Whitehall is a guest house in Sorrento, Melbourne, Australia. It was built in 1904 from local limestone for the James Dunlop Allen family as accommodation for holiday-makers travelling to the Mornington Peninsula on paddle steamers.

History
During World War II it was made available to families of servicemen by the Royal Australian Navy (RAN). 
They purchased the property  in the summer of 1950 to provide accommodation for families of former Royal Navy men. Several families were already living there, and eventually 70 adults and 30 children will be there permanently. In 1952 the RAN advertised it for sale after paying £31,400. It was purchased by the Dunkley family whose oldest son had just completed service with the British Commonwealth Occupation Force in Japan. In 1983 it was sold to Dr.
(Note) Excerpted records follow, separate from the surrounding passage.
// crates/si_eval/src/evaluator.rs

//! 单时刻评估器
//!
//! 每个评估时刻经历一次独立的拟合-预测循环：
//!
//! ```text
//! Pending ─┬─> Skipped                (切片无效)
//!          └─> Fitting ─┬─> Failed    (拟合失败)
//!                       └─> Predicting ─┬─> Failed  (预测失败)
//!                                       └─> Done
//! ```
//!
//! 拟合是值语义的，每个时刻都从全新的拟合开始，时刻之间不共享状态。
//! 拟合或预测的错误被捕获、记录为 `warn` 日志，并以
//! [`InstantOutcome::Failed`] 返回，不会中止整次运行。

use serde::{Deserialize, Serialize};
use si_foundation::{LocationId, Timestamp};
use si_interp::Interpolator;

use crate::slicer::{SkipReason, SliceOutcome, WindowedSlicer};

/// 时刻状态
#[derive(Debug, Clone, Copy, PartialEq, Eq, Serialize, Deserialize)]
#[serde(rename_all = "lowercase")]
pub enum InstantStatus {
    /// 等待中
    Pending,
    /// 拟合中
    Fitting,
    /// 预测中
    Predicting,
    /// 已完成
    Done,
    /// 已跳过
    Skipped,
    /// 失败
    Failed,
}

impl InstantStatus {
    /// 是否为终止状态
    pub fn is_terminal(&self) -> bool {
        matches!(self, Self::Done | Self::Skipped | Self::Failed)
    }
}

impl std::fmt::Display for InstantStatus {
    fn fmt(&self, f: &mut std::fmt::Formatter<'_>) -> std::fmt::Result {
        let s = match self {
            Self::Pending => "Pending",
            Self::Fitting => "Fitting",
            Self::Predicting => "Predicting",
            Self::Done => "Done",
            Self::Skipped => "Skipped",
            Self::Failed => "Failed",
        };
        write!(f, "{}", s)
    }
}

/// 失败阶段
#[derive(Debug, Clone, Copy, PartialEq, Eq, Hash, PartialOrd, Ord, Serialize, Deserialize)]
#[serde(rename_all = "lowercase")]
pub enum FailureStage {
    /// 切片构建
    Slice,
    /// 拟合
    Fit,
    /// 预测
    Predict,
    /// 工作线程崩溃
    Worker,
}

impl FailureStage {
    /// 阶段代码（用于计数）
    pub fn code(&self) -> &'static str {
        match self {
            Self::Slice => "slice",
            Self::Fit => "fit",
            Self::Predict => "predict",
            Self::Worker => "worker",
        }
    }
}

/// 失败原因
#[derive(Debug, Clone, PartialEq, Eq, Serialize, Deserialize)]
pub struct FailureReason {
    /// 失败阶段
    pub stage: FailureStage,
    /// 错误信息
    pub message: String,
}

/// 单个时刻的预测
#[derive(Debug, Clone, PartialEq)]
pub struct PredictionFrame {
    /// 评估时刻
    pub time: Timestamp,
    /// 预测站点（与 `y_pred` 一一对应）
    pub locations: Vec<LocationId>,
    /// 预测值，无法预测的位置为 `NaN`
    pub y_pred: Vec<f64>,
}

impl PredictionFrame {
    /// 预测行数
    pub fn len(&self) -> usize {
        self.y_pred.len()
    }

    /// 是否为空
    pub fn is_empty(&self) -> bool {
        self.y_pred.is_empty()
    }
}

/// 单个时刻的评估结果
#[derive(Debug, Clone, PartialEq)]
pub enum InstantOutcome {
    /// 完成
    Done(PredictionFrame),
    /// 跳过
    Skipped(SkipReason),
    /// 失败
    Failed(FailureReason),
}

impl InstantOutcome {
    /// 对应的终止状态
    pub fn status(&self) -> InstantStatus {
        match self {
            Self::Done(_) => InstantStatus::Done,
            Self::Skipped(_) => InstantStatus::Skipped,
            Self::Failed(_) => InstantStatus::Failed,
        }
    }

    /// 预测（仅 `Done`）
    pub fn predictions(&self) -> Option<&PredictionFrame> {
        match self {
            Self::Done(frame) => Some(frame),
            _ => None,
        }
    }

    fn failed(stage: FailureStage, message: impl Into<String>) -> Self {
        Self::Failed(FailureReason {
            stage,
            message: message.into(),
        })
    }
}

/// 带来源信息的时刻结果
#[derive(Debug, Clone, PartialEq)]
pub struct InstantResult {
    /// 评估时刻
    pub time: Timestamp,
    /// 所在分块序号
    pub chunk: usize,
    /// 结果
    pub outcome: InstantOutcome,
}

/// 单时刻评估器
pub struct InstantEvaluator<'a> {
    interpolator: &'a dyn Interpolator,
    slicer: &'a WindowedSlicer<'a>,
    target: &'a str,
}

impl<'a> InstantEvaluator<'a> {
    /// 创建评估器
    pub fn new(interpolator: &'a dyn Interpolator, slicer: &'a WindowedSlicer<'a>, target: &'a str) -> Self {
        Self {
            interpolator,
            slicer,
            target,
        }
    }

    /// 评估一个时刻
    pub fn evaluate(&self, t: Timestamp) -> InstantOutcome {
        let name = self.interpolator.name();

        let slice = match self.slicer.slice(t) {
            Ok(SliceOutcome::Ready(slice)) => slice,
            Ok(SliceOutcome::Skip(reason)) => {
                tracing::debug!(instant = %t, %reason, "instant skipped");
                return InstantOutcome::Skipped(reason);
            }
            Err(e) => {
                tracing::warn!(interpolator = name, instant = %t, error = %e, "failed to build slice");
                return InstantOutcome::failed(FailureStage::Slice, e.to_string());
            }
        };

        tracing::trace!(instant = %t, status = %InstantStatus::Fitting, rows = slice.train.n_rows());
        let model = match self.interpolator.fit(&slice.train, self.target) {
            Ok(model) => model,
            Err(e) => {
                tracing::warn!(interpolator = name, instant = %t, error = %e, "failed to fit interpolator");
                return InstantOutcome::failed(FailureStage::Fit, e.to_string());
            }
        };

        tracing::trace!(instant = %t, status = %InstantStatus::Predicting, rows = slice.test.n_rows());
        let y_pred = match model.predict(&slice.test) {
            Ok(y) => y,
            Err(e) => {
                tracing::warn!(interpolator = name, instant = %t, error = %e, "failed to predict");
                return InstantOutcome::failed(FailureStage::Predict, e.to_string());
            }
        };

        if y_pred.len() != slice.test_locations.len() {
            let message = format!(
                "prediction length {} does not match {} test rows",
                y_pred.len(),
                slice.test_locations.len()
            );
            tracing::warn!(interpolator = name, instant = %t, "{}", message);
            return InstantOutcome::failed(FailureStage::Predict, message);
        }

        tracing::debug!(instant = %t, n_pred = y_pred.len(), n_train = model.n_samples(), "instant done");
        InstantOutcome::Done(PredictionFrame {
            time: t,
            locations: slice.test_locations,
            y_pred,
        })
    }
}

#[cfg(test)]
mod tests {
    use super::*;
    use crate::slicer::{EvalMode, SliceSettings};
    use crate::table::{ObsKey, ObservationTable};
    use chrono::{TimeZone, Utc};
    use si_interp::{FittedModel, Frame, InterpError, InterpResult, MeanInterpolator};

    fn ts(h: u32) -> Timestamp {
        Utc.with_ymd_and_hms(2021, 1, 1, h, 0, 0).unwrap()
    }

    fn tables() -> (ObservationTable, ObservationTable) {
        let cols = vec!["x".to_string(), "v".to_string()];
        let mut train = ObservationTable::new(cols.clone());
        let mut test = ObservationTable::new(cols);
        for (i, loc) in ["a", "b", "c"].iter().enumerate() {
            train.insert(ObsKey::new(ts(0), *loc), vec![i as f64, 3.0 * i as f64]).unwrap();
        }
        train.insert(ObsKey::new(ts(1), "a"), vec![0.0, 0.0]).unwrap();
        test.insert(ObsKey::new(ts(0), "z"), vec![1.5, 0.0]).unwrap();
        test.insert(ObsKey::new(ts(0), "y"), vec![0.5, 0.0]).unwrap();
        test.insert(ObsKey::new(ts(1), "z"), vec![1.5, 0.0]).unwrap();
        (train, test)
    }

    fn settings() -> SliceSettings {
        SliceSettings {
            dimensions: vec!["x".to_string()],
            target: "v".to_string(),
            mode: EvalMode::Spatial,
            min_slice_rows: 3,
        }
    }

    struct Broken {
        dims: Vec<String>,
        fail_fit: bool,
    }

    struct ShortModel;

    impl FittedModel for ShortModel {
        fn predict(&self, _frame: &Frame) -> InterpResult<Vec<f64>> {
            Ok(vec![1.0])
        }

        fn n_samples(&self) -> usize {
            0
        }
    }

    impl Interpolator for Broken {
        fn name(&self) -> &str {
            "broken"
        }

        fn dimensions(&self) -> &[String] {
            &self.dims
        }

        fn fit(&self, _frame: &Frame, _target: &str) -> InterpResult<Box<dyn FittedModel>> {
            if self.fail_fit {
                Err(InterpError::invalid_parameter("fit", "always fails"))
            } else {
                Ok(Box::new(ShortModel))
            }
        }
    }

    #[test]
    fn test_done_with_predictions_in_test_order() {
        let (train, test) = tables();
        let s = settings();
        let slicer = WindowedSlicer::new(&train, &test, &s).unwrap();
        let interp = MeanInterpolator::new(vec!["x".to_string()]);
        let evaluator = InstantEvaluator::new(&interp, &slicer, "v");

        let outcome = evaluator.evaluate(ts(0));
        assert_eq!(outcome.status(), InstantStatus::Done);
        let frame = outcome.predictions().unwrap();
        assert_eq!(frame.locations, vec![LocationId::new("y"), LocationId::new("z")]);
        assert_eq!(frame.y_pred, vec![3.0, 3.0]);
    }

    #[test]
    fn test_skip_is_not_failure() {
        let (train, test) = tables();
        let s = settings();
        let slicer = WindowedSlicer::new(&train, &test, &s).unwrap();
        let interp = MeanInterpolator::new(vec!["x".to_string()]);
        let evaluator = InstantEvaluator::new(&interp, &slicer, "v");

        let outcome = evaluator.evaluate(ts(1));
        assert!(matches!(outcome, InstantOutcome::Skipped(SkipReason::InsufficientSupport { .. })));
        assert!(outcome.status().is_terminal());
    }

    #[test]
    fn test_fit_failure_is_captured() {
        let (train, test) = tables();
        let s = settings();
        let slicer = WindowedSlicer::new(&train, &test, &s).unwrap();
        let interp = Broken { dims: vec!["x".to_string()], fail_fit: true };
        let outcome = InstantEvaluator::new(&interp, &slicer, "v").evaluate(ts(0));
        match outcome {
            InstantOutcome::Failed(reason) => {
                assert_eq!(reason.stage, FailureStage::Fit);
                assert!(reason.message.contains("always fails"));
            }
            other => panic!("unexpected outcome: {:?}", other),
        }
    }

    #[test]
    fn test_length_mismatch_is_predict_failure() {
        let (train, test) = tables();
        let s = settings();
        let slicer = WindowedSlicer::new(&train, &test, &s).unwrap();
        let interp = Broken { dims: vec!["x".to_string()], fail_fit: false };
        let outcome = InstantEvaluator::new(&interp, &slicer, "v").evaluate(ts(0));
        assert!(matches!(
            outcome,
            InstantOutcome::Failed(FailureReason { stage: FailureStage::Predict, .. })
        ));
    }

    #[test]
    fn test_status_terminality() {
        assert!(!InstantStatus::Pending.is_terminal());
        assert!(!InstantStatus::Fitting.is_terminal());
        assert!(!InstantStatus::Predicting.is_terminal());
        assert!(InstantStatus::Done.is_terminal());
    }
}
Ian McGoldrick, who later sold to architect Kevin Greenhatch, the current owner/operator.

Architecture
Whitehall originally had accommodation for around 120 adults in rooms on both the ground and first floor. Most rooms contained a single or double bed and a set of drawers and wardrobe. Bathrooms were communal, with a men's and women's on each level. The first floor rooms facing Back Beach Road had windows onto the full-length balcony. A narrow passageway between rooms provided verandah access to all guests. Downstairs, the rooms facing the road were larger. They like those above them, had fireplaces. At either end of the ground floor was the lounge room and the billiard room, both with fireplaces. The dining room and ballroom shared the transept, perpendicular to the rest. At the rear, under a separate roofline was the kitchen, servery, laundry, staff eating area, preparation area, store rooms and refrigeration including a cool room replete with solid wooden door with a long metal lever arm to press the door closed ensuring an airtight seal. Outside were several wooden garages, a workshop, a room housing a potato-peeling machine, and washing mops. Behind them stands a limestone row of rooms used up until the 1970s as sleeping quarters for male staff. In the 1960s the Dunkleys built female staff quarters parallel to the men's, set into the hill.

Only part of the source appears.